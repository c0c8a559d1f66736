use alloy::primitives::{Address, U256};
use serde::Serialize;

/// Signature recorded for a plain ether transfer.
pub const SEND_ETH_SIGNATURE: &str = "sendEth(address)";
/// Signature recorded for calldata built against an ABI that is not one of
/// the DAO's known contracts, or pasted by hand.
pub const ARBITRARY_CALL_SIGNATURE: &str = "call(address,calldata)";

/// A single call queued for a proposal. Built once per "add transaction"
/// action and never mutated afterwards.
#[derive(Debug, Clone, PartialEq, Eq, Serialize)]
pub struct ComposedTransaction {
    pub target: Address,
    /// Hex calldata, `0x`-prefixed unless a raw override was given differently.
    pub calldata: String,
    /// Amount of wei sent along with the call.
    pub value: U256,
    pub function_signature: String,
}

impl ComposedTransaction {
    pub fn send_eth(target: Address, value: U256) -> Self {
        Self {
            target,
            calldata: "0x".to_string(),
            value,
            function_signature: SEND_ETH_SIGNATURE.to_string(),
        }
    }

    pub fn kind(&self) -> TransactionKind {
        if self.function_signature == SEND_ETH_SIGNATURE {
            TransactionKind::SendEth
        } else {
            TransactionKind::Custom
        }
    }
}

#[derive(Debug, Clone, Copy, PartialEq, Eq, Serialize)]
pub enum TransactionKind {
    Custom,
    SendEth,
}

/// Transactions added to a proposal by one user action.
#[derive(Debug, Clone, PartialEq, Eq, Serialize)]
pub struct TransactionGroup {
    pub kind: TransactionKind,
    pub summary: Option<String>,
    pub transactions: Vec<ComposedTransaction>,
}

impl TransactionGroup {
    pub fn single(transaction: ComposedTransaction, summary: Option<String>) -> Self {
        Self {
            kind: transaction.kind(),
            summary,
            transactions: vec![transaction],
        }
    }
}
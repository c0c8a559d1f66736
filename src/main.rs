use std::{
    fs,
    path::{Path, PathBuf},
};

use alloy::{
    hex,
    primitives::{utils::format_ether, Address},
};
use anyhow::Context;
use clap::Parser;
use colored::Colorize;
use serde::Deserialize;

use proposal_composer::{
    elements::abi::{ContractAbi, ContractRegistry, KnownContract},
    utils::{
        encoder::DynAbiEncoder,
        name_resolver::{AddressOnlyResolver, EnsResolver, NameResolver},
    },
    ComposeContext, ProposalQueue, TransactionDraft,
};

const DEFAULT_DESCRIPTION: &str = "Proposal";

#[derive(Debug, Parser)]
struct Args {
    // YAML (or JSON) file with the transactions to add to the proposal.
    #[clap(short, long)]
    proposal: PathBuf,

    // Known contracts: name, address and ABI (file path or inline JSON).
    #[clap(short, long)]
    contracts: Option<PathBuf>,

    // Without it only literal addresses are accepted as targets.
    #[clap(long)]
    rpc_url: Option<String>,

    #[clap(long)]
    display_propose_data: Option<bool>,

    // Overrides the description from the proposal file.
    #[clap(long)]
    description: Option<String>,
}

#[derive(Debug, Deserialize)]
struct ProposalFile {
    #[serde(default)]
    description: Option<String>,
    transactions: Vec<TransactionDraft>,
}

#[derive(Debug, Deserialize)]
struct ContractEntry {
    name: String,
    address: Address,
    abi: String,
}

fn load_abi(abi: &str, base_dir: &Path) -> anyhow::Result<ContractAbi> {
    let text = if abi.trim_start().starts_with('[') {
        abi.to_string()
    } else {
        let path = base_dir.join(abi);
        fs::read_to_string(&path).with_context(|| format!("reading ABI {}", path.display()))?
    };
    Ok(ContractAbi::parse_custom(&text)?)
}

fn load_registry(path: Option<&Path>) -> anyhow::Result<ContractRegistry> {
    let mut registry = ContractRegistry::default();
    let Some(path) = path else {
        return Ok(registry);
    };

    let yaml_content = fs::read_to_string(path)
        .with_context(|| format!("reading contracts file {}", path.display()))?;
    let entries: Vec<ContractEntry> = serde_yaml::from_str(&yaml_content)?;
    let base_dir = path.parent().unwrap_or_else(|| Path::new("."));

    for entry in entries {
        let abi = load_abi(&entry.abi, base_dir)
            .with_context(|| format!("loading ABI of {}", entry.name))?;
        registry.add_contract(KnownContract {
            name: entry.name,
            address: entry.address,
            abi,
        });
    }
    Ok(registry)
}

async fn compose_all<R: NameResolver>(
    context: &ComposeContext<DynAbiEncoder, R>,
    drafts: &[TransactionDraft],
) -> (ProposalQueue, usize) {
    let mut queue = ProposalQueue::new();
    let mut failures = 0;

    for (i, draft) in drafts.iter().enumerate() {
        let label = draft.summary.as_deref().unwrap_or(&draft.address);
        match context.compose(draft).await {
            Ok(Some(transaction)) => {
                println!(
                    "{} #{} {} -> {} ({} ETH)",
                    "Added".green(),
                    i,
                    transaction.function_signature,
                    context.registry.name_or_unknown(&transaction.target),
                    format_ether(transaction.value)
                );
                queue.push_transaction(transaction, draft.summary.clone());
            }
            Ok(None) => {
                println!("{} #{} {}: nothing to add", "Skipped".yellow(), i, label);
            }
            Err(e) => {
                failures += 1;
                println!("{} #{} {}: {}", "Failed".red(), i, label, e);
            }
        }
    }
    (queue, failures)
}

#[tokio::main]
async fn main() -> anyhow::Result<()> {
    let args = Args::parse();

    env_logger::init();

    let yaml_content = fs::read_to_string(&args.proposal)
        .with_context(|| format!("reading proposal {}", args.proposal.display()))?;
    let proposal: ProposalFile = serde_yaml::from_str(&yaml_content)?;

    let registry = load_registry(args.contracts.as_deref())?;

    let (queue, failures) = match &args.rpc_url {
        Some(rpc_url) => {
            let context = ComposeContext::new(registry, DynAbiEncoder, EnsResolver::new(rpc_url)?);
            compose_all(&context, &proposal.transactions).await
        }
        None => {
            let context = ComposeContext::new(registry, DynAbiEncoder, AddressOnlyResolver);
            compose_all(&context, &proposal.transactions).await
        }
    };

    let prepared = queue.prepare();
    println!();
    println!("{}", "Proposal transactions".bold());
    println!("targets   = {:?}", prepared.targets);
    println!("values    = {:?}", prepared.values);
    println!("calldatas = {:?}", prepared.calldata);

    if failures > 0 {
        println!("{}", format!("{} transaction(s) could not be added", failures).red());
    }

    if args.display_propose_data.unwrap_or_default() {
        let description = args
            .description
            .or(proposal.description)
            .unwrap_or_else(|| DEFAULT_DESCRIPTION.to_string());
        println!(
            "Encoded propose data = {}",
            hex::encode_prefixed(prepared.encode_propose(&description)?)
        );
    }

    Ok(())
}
---*---
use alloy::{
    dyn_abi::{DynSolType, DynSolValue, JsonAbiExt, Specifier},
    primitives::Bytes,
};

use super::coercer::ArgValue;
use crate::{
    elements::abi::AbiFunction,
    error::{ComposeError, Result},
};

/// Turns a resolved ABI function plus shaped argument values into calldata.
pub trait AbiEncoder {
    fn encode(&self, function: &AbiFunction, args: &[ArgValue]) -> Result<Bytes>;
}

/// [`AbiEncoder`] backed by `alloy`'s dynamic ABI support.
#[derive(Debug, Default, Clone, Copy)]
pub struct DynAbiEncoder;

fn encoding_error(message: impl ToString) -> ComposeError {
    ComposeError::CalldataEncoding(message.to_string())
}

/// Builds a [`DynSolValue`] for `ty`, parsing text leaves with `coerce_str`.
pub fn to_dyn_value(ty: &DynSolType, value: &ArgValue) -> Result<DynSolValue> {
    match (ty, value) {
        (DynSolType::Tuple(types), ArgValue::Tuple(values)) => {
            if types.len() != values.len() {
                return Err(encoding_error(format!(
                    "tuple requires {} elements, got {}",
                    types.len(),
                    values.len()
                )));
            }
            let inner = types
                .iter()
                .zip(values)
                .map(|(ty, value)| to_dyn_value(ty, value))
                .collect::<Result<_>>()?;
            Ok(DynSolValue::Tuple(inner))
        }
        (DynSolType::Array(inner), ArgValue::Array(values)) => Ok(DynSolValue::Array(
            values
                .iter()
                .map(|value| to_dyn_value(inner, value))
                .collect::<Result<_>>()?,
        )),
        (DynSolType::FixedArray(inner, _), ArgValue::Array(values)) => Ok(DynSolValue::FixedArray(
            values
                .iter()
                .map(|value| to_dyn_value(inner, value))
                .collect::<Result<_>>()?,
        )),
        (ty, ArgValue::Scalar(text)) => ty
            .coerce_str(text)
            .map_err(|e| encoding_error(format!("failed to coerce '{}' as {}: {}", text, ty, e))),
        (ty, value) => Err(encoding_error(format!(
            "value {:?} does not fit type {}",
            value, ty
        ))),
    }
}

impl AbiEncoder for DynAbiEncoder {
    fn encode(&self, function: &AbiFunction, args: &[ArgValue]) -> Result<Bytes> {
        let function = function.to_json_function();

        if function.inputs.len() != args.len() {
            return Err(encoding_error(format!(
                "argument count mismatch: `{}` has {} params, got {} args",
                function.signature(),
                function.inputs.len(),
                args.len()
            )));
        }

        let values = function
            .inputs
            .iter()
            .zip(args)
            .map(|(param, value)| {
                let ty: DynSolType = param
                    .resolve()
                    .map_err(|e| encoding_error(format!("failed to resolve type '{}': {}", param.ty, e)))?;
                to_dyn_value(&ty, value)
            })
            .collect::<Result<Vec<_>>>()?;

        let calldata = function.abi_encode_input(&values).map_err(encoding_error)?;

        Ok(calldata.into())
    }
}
---*---
Your task –
Some lines above may hold the word "async"; say how many do, giving nothing besides the number.

Output below –
2